[ceph-users] Ceph cluster network bandwidth?

Blair Bethwaite blair.bethwaite at gmail.com
Thu Nov 16 12:09:46 PST 2017

What type of SAS disks, spinners or SSD? You really need to specify
the sustained write throughput of your OSD nodes if you want to figure
out whether your network is sufficient/appropriate.
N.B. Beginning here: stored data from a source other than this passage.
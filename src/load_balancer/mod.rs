//! Load balancing subsystem.
//!
//! # Data Flow
//! ```text
//! Discovery result
//!     → directory.rs (known set, healthy snapshot)
//!     → target.rs (uniform random node, node:port target)
//!     → pool.rs (lease idle connection or dial)
//!     → Return backend connection or error
//! ```
//!
//! # Design Decisions
//! - Selection is stateless; no weighting and no session affinity
//! - Snapshots are immutable and swapped whole
//! - Connection pooling per target, reject on overflow

pub mod directory;
pub mod pool;
pub mod target;

pub use directory::NodeDirectory;
pub use pool::{ConnectionPool, DiscardReason, PoolError, PutOutcome};
pub use target::{select_node, target_addr};
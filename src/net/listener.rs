//! TCP listener for inbound client connections.
//!
//! # Responsibilities
//! - Bind to the configured host:port
//! - Accept incoming TCP connections
//! - Surface accept errors to the caller, which logs and keeps accepting
//!
//! There is no connection limit here: every accepted connection gets its own
//! handler. Admission control, if wanted, wraps this listener.

use std::net::SocketAddr;

use thiserror::Error;
use tokio::net::{TcpListener, TcpStream};

use crate::config::ListenerConfig;

/// Error type for listener operations.
#[derive(Debug, Error)]
pub enum ListenerError {
    /// Failed to bind to address.
    #[error("Failed to bind {address}: {source}")]
    Bind {
        address: String,
        #[source]
        source: std::io::Error,
    },
    /// Failed to accept connection.
    #[error("Failed to accept: {0}")]
    Accept(#[source] std::io::Error),
}

/// The inbound byte-stream listener.
#[derive(Debug)]
pub struct Listener {
    inner: TcpListener,
}

impl Listener {
    /// Bind to the configured address.
    pub async fn bind(config: &ListenerConfig) -> Result<Self, ListenerError> {
        Self::bind_addr(&config.bind_address()).await
    }

    /// Bind to an explicit `host:port`.
    pub async fn bind_addr(address: &str) -> Result<Self, ListenerError> {
        let listener = TcpListener::bind(address)
            .await
            .map_err(|source| ListenerError::Bind {
                address: address.to_string(),
                source,
            })?;

        if let Ok(local_addr) = listener.local_addr() {
            tracing::info!(address = %local_addr, "Listener bound");
        }

        Ok(Self { inner: listener })
    }

    /// Accept a new connection.
    pub async fn accept(&self) -> Result<(TcpStream, SocketAddr), ListenerError> {
        let (stream, addr) = self.inner.accept().await.map_err(ListenerError::Accept)?;
        tracing::trace!(peer_addr = %addr, "Connection accepted");
        Ok((stream, addr))
    }

    /// Get the local address this listener is bound to.
    pub fn local_addr(&self) -> Result<SocketAddr, std::io::Error> {
        self.inner.local_addr()
    }
}

#[cfg(test)]
mod tests {
    use super::*;

    #[tokio::test]
    async fn binds_ephemeral_port_and_accepts() {
        let config = ListenerConfig {
            host: "127.0.0.1".into(),
            port: 0,
        };
        let listener = Listener::bind(&config).await.unwrap();
        let addr = listener.local_addr().unwrap();
        assert_ne!(addr.port(), 0);

        let client = tokio::spawn(async move { TcpStream::connect(addr).await });
        let (_stream, peer) = listener.accept().await.unwrap();
        let client = client.await.unwrap().unwrap();
        assert_eq!(peer, client.local_addr().unwrap());
    }

    #[tokio::test]
    async fn bind_conflict_is_reported() {
        let first = Listener::bind_addr("127.0.0.1:0").await.unwrap();
        let taken = first.local_addr().unwrap().to_string();

        let err = Listener::bind_addr(&taken).await.unwrap_err();
        assert!(matches!(err, ListenerError::Bind { .. }));
        assert!(err.to_string().contains(&taken));
    }
}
At 3x replication if you want to sustain e.g. 1 GB/s of write traffic
from clients then you will need 2 GB/s of cluster network capacity -
first write hits the primary OSD on the frontend/client network,
second and third replicas are sent from the primary to those other two
OSDs. So then the question is, do you have 2GB/s of cluster network
capacity? It's easy to get confused thinking about this if you are not
accustomed to cluster computing...

E.g. If you have a single 10GbE NIC per host then you can TX & RX at a
max of ~9.8Gb/s (bi-directional), so you might think you'll be limited
to 9.8/8 = 1.2GB/s on the cluster network and thus 1.2/2 = 0.6GB/s
from clients. However luckily your client/s can be writing in parallel
across multiple PGs (and thus to different primary OSDs). So the way
to work out your max Ceph network capacity is to first calculate your
average bisectional bandwidth. Let's assume for simplicity that you
have a single 10GbE ToR switch for this cluster, so bisectional
bandwidth is 10Gb/s between all 6 of your OSD hosts. Take that and
divide by #replica-1:  6x 9.8Gb/s / 2 = 29.4Gb/s / 8 = 3.6GB/s. That
means your theoretical 6 node 10GbE cluster can sustain up to 1.8GB/s
of client write throughput.

If you are talking about 10x HDD based OSDs per node then a single
10GbE network is probably ok: 6 (nodes) x 10 (OSDs) x 100MB/s
(optimistic max write throughput per HDD) / 3 (replica count) =


On 16 November 2017 at 07:45, Sam Huracan <nowitzki.sammy at gmail.com> wrote:
> Hi,
> We intend build a new Ceph cluster with 6 Ceph OSD hosts, 10 SAS disks every
> host, using 10Gbps NIC for client network, object is replicated 3.
> So, how could I sizing the cluster network for best performance?
> As i have read, 3x replicate means 3x bandwidth client network = 30 Gbps, is
> it true? I think it is too much and make great cost
> Do you give me a suggestion?
> Thanks in advance.